The agencies emphasized that “at this time, we believe this was, and continues to be, an intelligence gathering effort. We are taking all necessary steps to understand the full scope of this campaign and respond accordingly.”

Reuters first reported last month that the Commerce and Treasury departments had been hacked as part of the attack on SolarWinds, which counts the majority of federal agencies and U.S. Fortune 500 companies as customers.

Since then, agencies including the Department of Homeland Security, the Department of Defense and the Energy Department’s National Nuclear Security Administration have confirmed they were affected by the attack, with hackers potentially present in these systems since March.

SolarWinds reported in a filing with the Securities and Exchange Commission last month that up to 18,000 of its customers had potentially been compromised.

The federal agencies on Tuesday noted that of the 18,000 public and private sector groups that used SolarWinds’s Orion software, which the hackers used to infiltrate networks, “fewer than ten U.S. government agencies” had been “compromised by follow-on activity in their systems.”

President Trump addressed the hack – among the worst cyber incidents in American history – in a tweet last month in which he questioned whether China was involved.
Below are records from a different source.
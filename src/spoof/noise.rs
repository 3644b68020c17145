//! Bounded random noise

use rand::Rng;
use std::cell::RefCell;

// Thread-local RNG
thread_local! {
    static RNG: RefCell<rand::rngs::ThreadRng> = RefCell::new(rand::rng());
}

/// Random XOR mask in `0..=max`
fn xor_mask(max: u8) -> u8 {
    RNG.with(|rng| rng.borrow_mut().random_range(0..=max))
}

/// `(r - 0.5) * amplitude` for uniform `r` in `[0, 1)`
pub fn jitter(amplitude: f32) -> f32 {
    RNG.with(|rng| (rng.borrow_mut().random::<f32>() - 0.5) * amplitude)
}

/// XOR each red, green and blue byte of an RGBA buffer with a mask up to `max`
///
/// Only the low bits flip, so no channel moves by more than `max`; alpha is
/// never touched.
#[inline]
pub fn perturb_pixels(pixels: &mut [u8], max: u8) {
    for px in pixels.chunks_exact_mut(4) {
        for channel in &mut px[..3] {
            *channel ^= xor_mask(max);
        }
    }
}

/// Add `jitter(amplitude)` to every sample
#[inline]
pub fn jitter_samples(samples: &mut [f32], amplitude: f32) {
    for s in samples {
        *s += jitter(amplitude);
    }
}
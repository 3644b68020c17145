//! Mutation-time removal of inline trap scripts

use std::cell::RefCell;
use std::collections::HashSet;
use std::rc::Rc;

use super::classifier::{excerpt, is_trap};
use crate::host::{MutationRecord, NodeId, ObserveOptions, Realm};

/// Nodes already judged, keyed by node id
///
/// Holds no reference to the node itself; ids of reclaimed nodes are pruned
/// on the next batch.
#[derive(Debug, Default)]
pub struct SeenSet {
    ids: HashSet<NodeId>,
}

impl SeenSet {
    /// Mark `id`; returns false if it was already marked
    pub fn mark(&mut self, id: NodeId) -> bool {
        self.ids.insert(id)
    }

    pub fn contains(&self, id: NodeId) -> bool {
        self.ids.contains(&id)
    }

    /// Drop entries for nodes the document no longer holds
    pub fn prune(&mut self, realm: &Realm) {
        let dom = realm.dom();
        self.ids.retain(|id| dom.contains(*id));
    }

    pub fn len(&self) -> usize {
        self.ids.len()
    }

    pub fn is_empty(&self) -> bool {
        self.ids.is_empty()
    }
}

/// Watches the document for inserted scripts and strips trap bodies
#[derive(Debug, Default)]
pub struct ScriptSweeper {
    seen: RefCell<SeenSet>,
}

impl ScriptSweeper {
    /// Start observing the whole document
    pub fn install(realm: &Realm) -> Rc<Self> {
        let sweeper = Rc::new(Self::default());
        let root = realm.dom().document();
        let handle = sweeper.clone();
        realm.observe(root, ObserveOptions::child_list_subtree(), move |realm, records| {
            handle.sweep(realm, records);
        });
        sweeper
    }

    /// Process one batch of records; returns how many scripts were removed
    pub fn sweep(&self, realm: &Realm, records: &[MutationRecord]) -> usize {
        self.seen.borrow_mut().prune(realm);
        let mut removed = 0;
        for record in records {
            let MutationRecord::ChildList { added, .. } = record else {
                continue;
            };
            for &node in added {
                for script in self.unseen_scripts(realm, node) {
                    if self.strip(realm, script) {
                        removed += 1;
                    }
                }
            }
        }
        removed
    }

    fn unseen_scripts(&self, realm: &Realm, node: NodeId) -> Vec<NodeId> {
        let dom = realm.dom();
        if !dom.contains(node) {
            return Vec::new();
        }
        let candidates = match dom.descendants(node) {
            Ok(mut below) => {
                below.insert(0, node);
                below
            }
            Err(e) => {
                tracing::debug!("skipping inserted subtree: {}", e);
                vec![node]
            }
        };
        let mut seen = self.seen.borrow_mut();
        candidates
            .into_iter()
            .filter(|id| dom.tag(*id) == Some("script"))
            .filter(|id| seen.mark(*id))
            .collect()
    }

    fn strip(&self, realm: &Realm, script: NodeId) -> bool {
        let text = match realm.dom().text(script) {
            Some(text) if is_trap(text) => text.to_string(),
            _ => return false,
        };
        tracing::debug!("removed inline trap script: {}", excerpt(&text));
        realm.remove_node(script);
        true
    }

    /// Number of nodes currently marked
    pub fn seen_count(&self) -> usize {
        self.seen.borrow().len()
    }
}

#[cfg(test)]
mod tests {
    use super::*;

    fn insert_script(realm: &Realm, text: &str) -> NodeId {
        let mut dom = realm.dom_mut();
        let body = dom.body();
        let s = dom.create_element("script");
        dom.set_text(s, text).unwrap();
        dom.append_child(body, s).unwrap();
        s
    }

    #[test]
    fn test_trap_script_removed_on_insert() {
        let realm = Realm::new("https://example.com/");
        let _sweeper = ScriptSweeper::install(&realm);
        let trap = insert_script(&realm, "var fuckAdBlock = new FuckAdBlock();");
        let ok = insert_script(&realm, "console.log('hi')");
        realm.run_until_idle();
        assert!(!realm.dom().contains(trap));
        assert!(realm.dom().contains(ok));
    }

    #[test]
    fn test_nested_scripts_inspected() {
        let realm = Realm::new("https://example.com/");
        let _sweeper = ScriptSweeper::install(&realm);
        let trap = {
            let mut dom = realm.dom_mut();
            let wrapper = dom.create_element("div");
            let s = dom.create_element("script");
            dom.set_text(s, "detect()").unwrap();
            dom.append_child(wrapper, s).unwrap();
            let body = dom.body();
            dom.append_child(body, wrapper).unwrap();
            s
        };
        realm.run_until_idle();
        assert!(!realm.dom().contains(trap));
    }

    #[test]
    fn test_redelivery_is_idempotent() {
        let realm = Realm::new("https://example.com/");
        let sweeper = ScriptSweeper::default();
        let ok = insert_script(&realm, "run()");
        let batch = realm.dom_mut().take_records();
        sweeper.sweep(&realm, &batch);
        assert_eq!(sweeper.seen_count(), 1);
        assert_eq!(sweeper.sweep(&realm, &batch), 0);
        assert_eq!(sweeper.seen_count(), 1);

        realm.remove_node(ok);
        sweeper.sweep(&realm, &[]);
        assert_eq!(sweeper.seen_count(), 0);
    }
}
//! `window.opener` reads as null

use crate::host::{Realm, Value};
use crate::intercept::{Constant, Registry, Target};

pub fn install(realm: &Realm, registry: &Registry) -> bool {
    registry.install_accessor(
        realm,
        Target::global(realm, "opener"),
        Constant(Value::Null),
        Some("opener"),
    )
}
Both the Chinese and Russian governments have denied involvement.

“The Cyber Hack is far greater in the Fake News Media than in actuality. I have been fully briefed and everything is well under control,” Trump tweeted. “Russia, Russia, Russia is the priority chant when anything happens because Lamestream is, for mostly financial reasons, petrified of discussing the possibility that it may be China (it may!).”

Both Secretary of State Mike Pompeo and former Attorney General William Barr have previously said they believed Russia was behind the cyber espionage incident, while President-elect Joe Biden described the hack as a “grave risk to our national security.”
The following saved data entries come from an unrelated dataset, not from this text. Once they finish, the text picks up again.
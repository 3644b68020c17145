//! Fixed layout geometry

use super::profile::{SpoofProfile, SyntheticRect};
use crate::host::bootstrap::{rect, rect_list};
use crate::host::{Realm, Value};
use crate::intercept::{CallHook, HookContext, Registry, Target};

const SURFACES: &[&str] = &["Element", "Range"];

fn synthetic(realm: &Realm, r: SyntheticRect) -> Value {
    Value::Object(rect(realm, r.x, r.y, r.width, r.height))
}

/// Replace rectangle queries on elements and ranges with one synthetic box
pub fn install(realm: &Realm, registry: &Registry, profile: &SpoofProfile) -> bool {
    let r = profile.rect;
    let mut installed = 0;
    for surface in SURFACES {
        if let Ok(target) = Target::on_prototype(realm, surface, "getBoundingClientRect") {
            let hook = CallHook(move |cx: &HookContext<'_>, _: &Value, _: &[Value]| {
                Ok(synthetic(cx.realm, r))
            });
            if registry.install(realm, target, hook, Some("getBoundingClientRect")) {
                installed += 1;
            }
        }
        if let Ok(target) = Target::on_prototype(realm, surface, "getClientRects") {
            let hook = CallHook(move |cx: &HookContext<'_>, _: &Value, _: &[Value]| {
                let list = rect_list(cx.realm, vec![synthetic(cx.realm, r)])?;
                Ok(Value::Object(list))
            });
            if registry.install(realm, target, hook, Some("getClientRects")) {
                installed += 1;
            }
        }
    }
    installed > 0
}

#[cfg(test)]
mod tests {
    use super::*;

    #[test]
    fn test_geometry_is_synthetic() {
        let realm = Realm::new("https://example.com/");
        let body = realm.dom().body();
        realm.dom_mut().set_style(body, "width", "1234px").unwrap();
        let registry = Registry::new(&realm);
        assert!(install(&realm, &registry, &SpoofProfile::default()));

        let el = Value::Object(realm.element(body));
        let r = realm.invoke(&el, "getBoundingClientRect", &[]).unwrap();
        assert_eq!(realm.get(&r, "width").unwrap(), Value::from(100.0));
        assert_eq!(realm.get(&r, "bottom").unwrap(), Value::from(100.0));

        let list = realm.invoke(&el, "getClientRects", &[]).unwrap();
        assert_eq!(realm.get(&list, "length").unwrap(), Value::from(1usize));
        let first = realm.invoke(&list, "item", &[Value::from(0.0)]).unwrap();
        assert_eq!(realm.get(&first, "right").unwrap(), Value::from(100.0));

        let document = Value::Object(realm.document());
        let range = realm.invoke(&document, "createRange", &[]).unwrap();
        let rr = realm.invoke(&range, "getBoundingClientRect", &[]).unwrap();
        assert_eq!(realm.get(&rr, "x").unwrap(), Value::from(0.0));
        assert_eq!(realm.get(&rr, "height").unwrap(), Value::from(100.0));
    }
}
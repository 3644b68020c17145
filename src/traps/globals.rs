//! Global nullification and detection-probe answers

use crate::error::Result;
use crate::host::{Realm, Value};
use crate::intercept::{CallHook, Constant, HookContext, Registry, Target};

/// Well-known trap-library globals; reading any of them yields `undefined`
pub const NULLIFIED_GLOBALS: &[&str] = &[
    "adblock",
    "BlockAdBlock",
    "FuckAdBlock",
    "Bait",
    "Trap",
    "AdServer",
];

/// Pin each trap global to `undefined`; returns how many were pinned
pub fn install_nullified_globals(realm: &Realm, registry: &Registry) -> usize {
    NULLIFIED_GLOBALS
        .iter()
        .filter(|name| {
            registry.install_accessor(
                realm,
                Target::global(realm, **name),
                Constant(Value::Undefined),
                None,
            )
        })
        .count()
}

/// `navigator.webdriver` reads `false`; notification permission reads `prompt`
pub fn install_probe_answers(realm: &Realm, registry: &Registry) -> Result<bool> {
    let webdriver = Target::on_prototype(realm, "Navigator", "webdriver")?;
    let answer = Constant(Value::Bool(false));
    let mut installed = registry.install(realm, webdriver, answer, Some("webdriver"));

    let navigator = realm.global_value("navigator")?;
    let permissions = realm.get(&navigator, "permissions")?;
    if let Some(permissions) = permissions.as_object() {
        let hook = CallHook(|cx: &HookContext<'_>, this: &Value, args: &[Value]| {
            let descriptor = args.first().cloned().unwrap_or_default();
            let name = cx.realm.get(&descriptor, "name")?;
            if name.as_str() == Some("notifications") {
                tracing::debug!("answered notifications permission probe");
                let status = cx.realm.new_record(
                    "PermissionStatus",
                    vec![("name", name.clone()), ("state", Value::from("prompt"))],
                );
                return Ok(cx.realm.resolved(Value::Object(status)));
            }
            cx.call_original(this, args)
        });
        let query = Target::new(permissions.clone(), "query");
        installed &= registry.install(realm, query, hook, Some("query"));
    }
    Ok(installed)
}

#[cfg(test)]
mod tests {
    use super::*;

    #[test]
    fn test_trap_globals_read_undefined() {
        let realm = Realm::new("https://example.com/");
        let registry = Registry::new(&realm);
        assert_eq!(install_nullified_globals(&realm, &registry), NULLIFIED_GLOBALS.len());
        realm
            .set(realm.global(), "BlockAdBlock", Value::from("lib"))
            .unwrap();
        assert!(realm.global_value("BlockAdBlock").unwrap().is_undefined());
        assert_eq!(realm.global_value("FuckAdBlock").unwrap().type_of(), "undefined");
    }

    #[test]
    fn test_probe_answers() {
        let realm = Realm::new("https://example.com/");
        let registry = Registry::new(&realm);
        assert!(install_probe_answers(&realm, &registry).unwrap());
        let nav = realm.global_value("navigator").unwrap();
        assert_eq!(realm.get(&nav, "webdriver").unwrap(), Value::Bool(false));

        let permissions = realm.get(&nav, "permissions").unwrap();
        let query = |name: &str| {
            let desc = realm.new_record("Descriptor", vec![("name", Value::from(name))]);
            let desc = Value::Object(desc);
            let promise = realm.invoke(&permissions, "query", &[desc]).unwrap();
            let status = realm.settle(&promise).unwrap();
            realm.get(&status, "state").unwrap()
        };
        assert_eq!(query("notifications"), Value::from("prompt"));
        assert_eq!(query("geolocation"), Value::from("granted"));
        assert_eq!(query("camera"), Value::from("prompt"));
    }
}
Biden said last month that the attack had all the hallmarks of a Russian cyber operation, and urged Trump to officially designate the nation as behind the incident.
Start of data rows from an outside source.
//! I/O helpers: configuration, file dialogs and project files.

pub mod config;
pub mod dialog;
#[cfg(feature = "native-dialogs")]
pub mod native_dialog;
pub mod persistence;
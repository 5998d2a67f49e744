//! Project file save/load through the graph engine's serializer.
//!
//! The file is an opaque engine buffer; nothing here interprets its bytes.

use std::fs;
use std::path::Path;

use anyhow::{Context, Result, bail};
use tracing::{debug, instrument, warn};

use crate::engine::GraphEngine;

/// Moves project buffers between the engine and the filesystem.
#[derive(Debug, Default, Clone, Copy)]
pub struct PersistenceGateway;

impl PersistenceGateway {
    /// Write the active context's serialized graph to `path`, replacing any
    /// existing file.
    ///
    /// The caller clears the dirty flag and records the path on success.
    #[instrument(skip_all, fields(path = %path.display()))]
    pub fn save<E: GraphEngine>(&self, engine: &E, path: &Path) -> Result<()> {
        if engine.active_context().is_none() {
            bail!("no open project to save");
        }
        let buffer = engine.serialize_to_buffer();
        write_atomic(path, &buffer)?;
        debug!(bytes = buffer.len(), "project saved");
        Ok(())
    }

    /// Rebuild the active context's graph from the file at `path`.
    ///
    /// # Panics
    ///
    /// Panics if no context is active; callers create one first.
    #[instrument(skip_all, fields(path = %path.display()))]
    pub fn load<E: GraphEngine>(&self, engine: &mut E, path: &Path) -> Result<()> {
        assert!(
            engine.active_context().is_some(),
            "load requires an active project context"
        );
        let buffer =
            fs::read(path).with_context(|| format!("read project {}", path.display()))?;
        engine
            .deserialize_from_buffer(&buffer)
            .with_context(|| format!("load project {}", path.display()))?;
        debug!(bytes = buffer.len(), "project loaded");
        Ok(())
    }
}

fn write_atomic(path: &Path, contents: &[u8]) -> Result<()> {
    let file_name = path
        .file_name()
        .with_context(|| format!("project path has no file name {}", path.display()))?;
    let mut tmp_name = file_name.to_os_string();
    tmp_name.push(".tmp");
    let tmp_path = path.with_file_name(tmp_name);
    fs::write(&tmp_path, contents)
        .with_context(|| format!("write temp project {}", tmp_path.display()))?;
    if let Err(err) = fs::rename(&tmp_path, path) {
        if let Err(cleanup) = fs::remove_file(&tmp_path) {
            warn!(path = %tmp_path.display(), err = %cleanup, "remove temp project");
        }
        return Err(err).with_context(|| format!("replace project {}", path.display()));
    }
    Ok(())
}

#[cfg(test)]
mod tests {
    use super::*;
    use crate::headless::{HeadlessGraph, default_catalog};

    fn open_engine() -> HeadlessGraph {
        let mut engine = HeadlessGraph::new();
        let id = engine.create_context(Path::new("data"));
        engine.set_active_context(Some(id));
        for kind in default_catalog() {
            engine.register_node_type(kind);
        }
        engine
    }

    #[test]
    fn save_writes_engine_buffer_verbatim() {
        let temp = tempfile::tempdir().expect("tempdir");
        let path = temp.path().join("out.csa");
        let mut engine = open_engine();
        engine.add_node("PrintString").expect("add");

        PersistenceGateway.save(&engine, &path).expect("save");

        let written = fs::read(&path).expect("read");
        assert_eq!(written, engine.serialize_to_buffer());
    }

    #[test]
    fn save_overwrites_existing_file() {
        let temp = tempfile::tempdir().expect("tempdir");
        let path = temp.path().join("out.csa");
        fs::write(&path, "stale contents that are much longer than the new buffer")
            .expect("seed");
        let engine = open_engine();

        PersistenceGateway.save(&engine, &path).expect("save");
        assert_eq!(fs::read(&path).expect("read"), engine.serialize_to_buffer());
    }

    #[test]
    fn save_into_missing_directory_fails() {
        let temp = tempfile::tempdir().expect("tempdir");
        let path = temp.path().join("no-such-dir").join("out.csa");
        let err = PersistenceGateway.save(&open_engine(), &path).unwrap_err();
        assert!(format!("{err:#}").contains("write temp project"));
    }

    #[test]
    fn failed_replace_removes_temp_file() {
        let temp = tempfile::tempdir().expect("tempdir");
        let path = temp.path().join("taken.csa");
        fs::create_dir(&path).expect("mkdir");
        fs::write(path.join("inside"), "x").expect("seed");

        let err = PersistenceGateway.save(&open_engine(), &path).unwrap_err();

        assert!(format!("{err:#}").contains("replace project"));
        assert!(!temp.path().join("taken.csa.tmp").exists());
        assert!(path.is_dir());
    }

    #[test]
    fn save_without_project_fails() {
        let temp = tempfile::tempdir().expect("tempdir");
        let err = PersistenceGateway
            .save(&HeadlessGraph::new(), &temp.path().join("out.csa"))
            .unwrap_err();
        assert!(err.to_string().contains("no open project"));
    }

    #[test]
    fn load_replaces_current_graph() {
        let temp = tempfile::tempdir().expect("tempdir");
        let path = temp.path().join("graph.csa");
        let mut source = open_engine();
        source.add_node("Branch").expect("add");
        source.add_node("DoN").expect("add");
        PersistenceGateway.save(&source, &path).expect("save");

        let mut target = open_engine();
        target.add_node("PlotDemo").expect("add");
        PersistenceGateway.load(&mut target, &path).expect("load");

        assert_eq!(target.serialize_to_buffer(), source.serialize_to_buffer());
    }

    #[test]
    fn load_missing_file_leaves_graph_alone() {
        let temp = tempfile::tempdir().expect("tempdir");
        let mut engine = open_engine();
        engine.add_node("TreeDemo").expect("add");
        let before = engine.serialize_to_buffer();

        let err = PersistenceGateway
            .load(&mut engine, &temp.path().join("missing.csa"))
            .unwrap_err();
        assert!(format!("{err:#}").contains("read project"));
        assert_eq!(engine.serialize_to_buffer(), before);
    }

    #[test]
    #[should_panic(expected = "load requires an active project context")]
    fn load_without_context_panics() {
        let temp = tempfile::tempdir().expect("tempdir");
        let path = temp.path().join("graph.csa");
        fs::write(&path, "{}").expect("write");
        let _ = PersistenceGateway.load(&mut HeadlessGraph::new(), &path);
    }
}
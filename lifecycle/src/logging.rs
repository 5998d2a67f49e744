//! Development-time tracing for the lifecycle and its hosts.
//!
//! # Separation of Concerns
//!
//! - **Tracing (this module)**: Dev diagnostics via `RUST_LOG`, output to stderr.
//!   Not persisted, not shown to the user.
//!
//! - **Lifecycle events (`controller::LifecycleEvent`)**: What the host shows
//!   the user (saved, load failed, ...). Always produced, unaffected by `RUST_LOG`.

use tracing_subscriber::{EnvFilter, fmt, layer::SubscriberExt, util::SubscriberInitExt};

/// Initialize tracing subscriber for development logging.
///
/// Reads `RUST_LOG` env var. Defaults to `warn` if unset.
/// Output: stderr, compact format.
///
/// # Example
/// ```bash
/// RUST_LOG=casa_lifecycle=debug cargo run -- shell
/// ```
pub fn init() {
    let filter = EnvFilter::try_from_default_env().unwrap_or_else(|_| EnvFilter::new("warn"));

    tracing_subscriber::registry()
        .with(filter)
        .with(fmt::layer().with_writer(std::io::stderr).compact())
        .init();
}
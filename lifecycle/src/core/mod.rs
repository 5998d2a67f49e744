//! Deterministic, pure logic for the project lifecycle.
//!
//! Core modules must be free of I/O side effects. They operate on in-memory
//! state and return decisions the controller carries out.

pub mod state;
pub mod transitions;
pub mod types;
“It certainly fits Russia’s long history of reckless disruptive cyber activities, but the Trump administration needs to make an official attribution,” Biden said. “This assault happened on Donald Trump’s watch when he wasn’t watching. It’s still his responsibility as president to defend American interests for the next four weeks.”

Pompeo doubled down Tuesday on accusing Russia of hacking the SolarWinds software, telling Bloomberg News that the incident “was in fact a Russian operation,” though emphasizing that the U.S. constantly faces cyberattacks from other nations including China, North Korea and Iran.

The federal agencies described the incident Tuesday as “a serious compromise that will require a sustained and dedicated effort to remediate, and vowed to “continue taking every necessary action to investigate, remediate, and share information with our partners and the American people.”

Some initial steps were taken to respond to the incident in December, with CISA issuing an emergency directive requiring all federal agencies to immediately disconnect from any SolarWinds products or software.

Federal agencies were not the only groups hit, with Microsoft confirming last week that the hackers had been able to view its source code, though not change anything, linking the attack to an unnamed nation state.

Microsoft President Brad Smith wrote in a blog post published in December that the company had notified 40 customers that were targeted “more precisely” by the attackers, with these groups including government agencies, think tanks, IT groups and government contractors in the U.S. and around the world.

“This is not ‘espionage as usual,’ even in the digital age,” Smith wrote. “Instead, it represents an act of recklessness that created a serious technological vulnerability for the United States and the world.”